**Activity**
Below are some records; retype all of them exactly.

**Data extracts**
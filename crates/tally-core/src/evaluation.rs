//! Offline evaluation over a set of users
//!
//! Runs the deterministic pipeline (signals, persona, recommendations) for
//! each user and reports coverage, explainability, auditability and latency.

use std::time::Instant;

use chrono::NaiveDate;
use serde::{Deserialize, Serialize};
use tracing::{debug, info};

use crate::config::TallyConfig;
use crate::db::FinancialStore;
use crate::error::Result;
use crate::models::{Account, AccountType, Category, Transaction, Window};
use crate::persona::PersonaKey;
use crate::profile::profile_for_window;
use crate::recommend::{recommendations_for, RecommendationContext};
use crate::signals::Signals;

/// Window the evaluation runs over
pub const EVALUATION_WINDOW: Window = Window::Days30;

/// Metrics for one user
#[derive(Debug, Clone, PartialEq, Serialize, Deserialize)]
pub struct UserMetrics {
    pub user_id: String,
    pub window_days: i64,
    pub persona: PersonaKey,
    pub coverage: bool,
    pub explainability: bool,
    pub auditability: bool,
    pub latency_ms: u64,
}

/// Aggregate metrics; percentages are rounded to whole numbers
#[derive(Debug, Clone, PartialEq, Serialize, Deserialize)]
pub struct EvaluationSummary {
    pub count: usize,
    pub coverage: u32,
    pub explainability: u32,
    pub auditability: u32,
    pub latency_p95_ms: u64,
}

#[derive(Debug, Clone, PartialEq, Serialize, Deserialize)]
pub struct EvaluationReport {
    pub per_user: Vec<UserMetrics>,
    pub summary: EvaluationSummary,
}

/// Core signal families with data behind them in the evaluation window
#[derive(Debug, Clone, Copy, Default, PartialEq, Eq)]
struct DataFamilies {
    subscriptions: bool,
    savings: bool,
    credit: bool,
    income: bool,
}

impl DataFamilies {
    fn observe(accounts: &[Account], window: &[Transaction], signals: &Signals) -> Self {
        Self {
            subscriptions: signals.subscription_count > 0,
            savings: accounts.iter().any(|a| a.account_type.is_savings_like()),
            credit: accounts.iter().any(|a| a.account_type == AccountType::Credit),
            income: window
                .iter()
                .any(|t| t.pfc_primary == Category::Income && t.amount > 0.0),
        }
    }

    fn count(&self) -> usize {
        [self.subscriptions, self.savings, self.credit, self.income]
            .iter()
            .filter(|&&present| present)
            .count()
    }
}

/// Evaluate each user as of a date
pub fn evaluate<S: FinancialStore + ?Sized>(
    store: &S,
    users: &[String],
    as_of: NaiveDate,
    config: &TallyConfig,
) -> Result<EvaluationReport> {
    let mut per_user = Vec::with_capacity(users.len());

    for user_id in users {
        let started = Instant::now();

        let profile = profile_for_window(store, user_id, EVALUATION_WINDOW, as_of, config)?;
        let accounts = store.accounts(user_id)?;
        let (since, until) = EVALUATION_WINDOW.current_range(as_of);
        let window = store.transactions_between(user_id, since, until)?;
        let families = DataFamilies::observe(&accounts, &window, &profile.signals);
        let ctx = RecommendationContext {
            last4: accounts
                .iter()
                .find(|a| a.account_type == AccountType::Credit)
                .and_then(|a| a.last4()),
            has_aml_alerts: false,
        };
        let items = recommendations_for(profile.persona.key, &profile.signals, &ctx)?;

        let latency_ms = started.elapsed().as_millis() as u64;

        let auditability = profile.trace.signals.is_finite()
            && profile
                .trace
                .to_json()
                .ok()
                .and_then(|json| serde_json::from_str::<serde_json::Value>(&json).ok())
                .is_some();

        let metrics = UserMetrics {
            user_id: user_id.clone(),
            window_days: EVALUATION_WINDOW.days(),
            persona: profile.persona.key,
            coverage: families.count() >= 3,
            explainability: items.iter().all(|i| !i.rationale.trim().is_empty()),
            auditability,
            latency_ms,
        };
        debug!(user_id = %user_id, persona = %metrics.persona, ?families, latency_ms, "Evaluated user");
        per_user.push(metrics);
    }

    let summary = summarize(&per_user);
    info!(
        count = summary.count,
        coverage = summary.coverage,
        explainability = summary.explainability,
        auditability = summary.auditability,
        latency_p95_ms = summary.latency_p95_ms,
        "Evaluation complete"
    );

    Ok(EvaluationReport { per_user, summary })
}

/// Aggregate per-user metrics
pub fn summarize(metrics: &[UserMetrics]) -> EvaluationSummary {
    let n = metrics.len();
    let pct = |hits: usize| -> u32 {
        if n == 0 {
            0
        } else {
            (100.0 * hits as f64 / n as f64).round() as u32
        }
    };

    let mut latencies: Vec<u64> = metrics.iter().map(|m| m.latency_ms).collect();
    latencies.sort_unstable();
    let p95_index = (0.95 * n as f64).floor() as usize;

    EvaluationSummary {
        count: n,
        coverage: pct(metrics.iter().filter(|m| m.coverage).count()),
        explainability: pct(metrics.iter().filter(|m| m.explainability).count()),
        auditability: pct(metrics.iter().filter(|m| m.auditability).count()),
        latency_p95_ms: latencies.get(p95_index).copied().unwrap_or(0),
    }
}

**Written response**
filename crates/tally-core/src/evaluation.rs
//! Offline evaluation over a set of users
//!
//! Runs the deterministic pipeline (signals, persona, recommendations) for
//! each user and reports coverage, explainability, auditability and latency.

use std::time::Instant;

use chrono::NaiveDate;
use serde::{Deserialize, Serialize};
use tracing::{debug, info};

use crate::config::TallyConfig;
use crate::db::FinancialStore;
use crate::error::Result;
use crate::models::{Account, AccountType, Category, Transaction, Window};
use crate::persona::PersonaKey;
use crate::profile::profile_for_window;
use crate::recommend::{recommendations_for, RecommendationContext};
use crate::signals::Signals;

/// Window the evaluation runs over
pub const EVALUATION_WINDOW: Window = Window::Days30;

/// Metrics for one user
#[derive(Debug, Clone, PartialEq, Serialize, Deserialize)]
pub struct UserMetrics {
    pub user_id: String,
    pub window_days: i64,
    pub persona: PersonaKey,
    pub coverage: bool,
    pub explainability: bool,
    pub auditability: bool,
    pub latency_ms: u64,
}

/// Aggregate metrics; percentages are rounded to whole numbers
#[derive(Debug, Clone, PartialEq, Serialize, Deserialize)]
pub struct EvaluationSummary {
    pub count: usize,
    pub coverage: u32,
    pub explainability: u32,
    pub auditability: u32,
    pub latency_p95_ms: u64,
}

#[derive(Debug, Clone, PartialEq, Serialize, Deserialize)]
pub struct EvaluationReport {
    pub per_user: Vec<UserMetrics>,
    pub summary: EvaluationSummary,
}

/// Core signal families with data behind them in the evaluation window
#[derive(Debug, Clone, Copy, Default, PartialEq, Eq)]
struct DataFamilies {
    subscriptions: bool,
    savings: bool,
    credit: bool,
    income: bool,
}

impl DataFamilies {
    fn observe(accounts: &[Account], window: &[Transaction], signals: &Signals) -> Self {
        Self {
            subscriptions: signals.subscription_count > 0,
            savings: accounts.iter().any(|a| a.account_type.is_savings_like()),
            credit: accounts.iter().any(|a| a.account_type == AccountType::Credit),
            income: window
                .iter()
                .any(|t| t.pfc_primary == Category::Income && t.amount > 0.0),
        }
    }

    fn count(&self) -> usize {
        [self.subscriptions, self.savings, self.credit, self.income]
            .iter()
            .filter(|&&present| present)
            .count()
    }
}

/// Evaluate each user as of a date
pub fn evaluate<S: FinancialStore + ?Sized>(
    store: &S,
    users: &[String],
    as_of: NaiveDate,
    config: &TallyConfig,
) -> Result<EvaluationReport> {
    let mut per_user = Vec::with_capacity(users.len());

    for user_id in users {
        let started = Instant::now();

        let profile = profile_for_window(store, user_id, EVALUATION_WINDOW, as_of, config)?;
        let accounts = store.accounts(user_id)?;
        let (since, until) = EVALUATION_WINDOW.current_range(as_of);
        let window = store.transactions_between(user_id, since, until)?;
        let families = DataFamilies::observe(&accounts, &window, &profile.signals);
        let ctx = RecommendationContext {
            last4: accounts
                .iter()
                .find(|a| a.account_type == AccountType::Credit)
                .and_then(|a| a.last4()),
            has_aml_alerts: false,
        };
        let items = recommendations_for(profile.persona.key, &profile.signals, &ctx)?;

        let latency_ms = started.elapsed().as_millis() as u64;

        let auditability = profile.trace.signals.is_finite()
            && profile
                .trace
                .to_json()
                .ok()
                .and_then(|json| serde_json::from_str::<serde_json::Value>(&json).ok())
                .is_some();

        let metrics = UserMetrics {
            user_id: user_id.clone(),
            window_days: EVALUATION_WINDOW.days(),
            persona: profile.persona.key,
            coverage: families.count() >= 3,
            explainability: items.iter().all(|i| !i.rationale.trim().is_empty()),
            auditability,
            latency_ms,
        };
        debug!(user_id = %user_id, persona = %metrics.persona, ?families, latency_ms, "Evaluated user");
        per_user.push(metrics);
    }

    let summary = summarize(&per_user);
    info!(
        count = summary.count,
        coverage = summary.coverage,
        explainability = summary.explainability,
        auditability = summary.auditability,
        latency_p95_ms = summary.latency_p95_ms,
        "Evaluation complete"
    );

    Ok(EvaluationReport { per_user, summary })
}

/// Aggregate per-user metrics
pub fn summarize(metrics: &[UserMetrics]) -> EvaluationSummary {
    let n = metrics.len();
    let pct = |hits: usize| -> u32 {
        if n == 0 {
            0
        } else {
            (100.0 * hits as f64 / n as f64).round() as u32
        }
    };

    let mut latencies: Vec<u64> = metrics.iter().map(|m| m.latency_ms).collect();
    latencies.sort_unstable();
    let p95_index = (0.95 * n as f64).floor() as usize;

    EvaluationSummary {
        count: n,
        coverage: pct(metrics.iter().filter(|m| m.coverage).count()),
        explainability: pct(metrics.iter().filter(|m| m.explainability).count()),
        auditability: pct(metrics.iter().filter(|m| m.auditability).count()),
        latency_p95_ms: latencies.get(p95_index).copied().unwrap_or(0),
    }
}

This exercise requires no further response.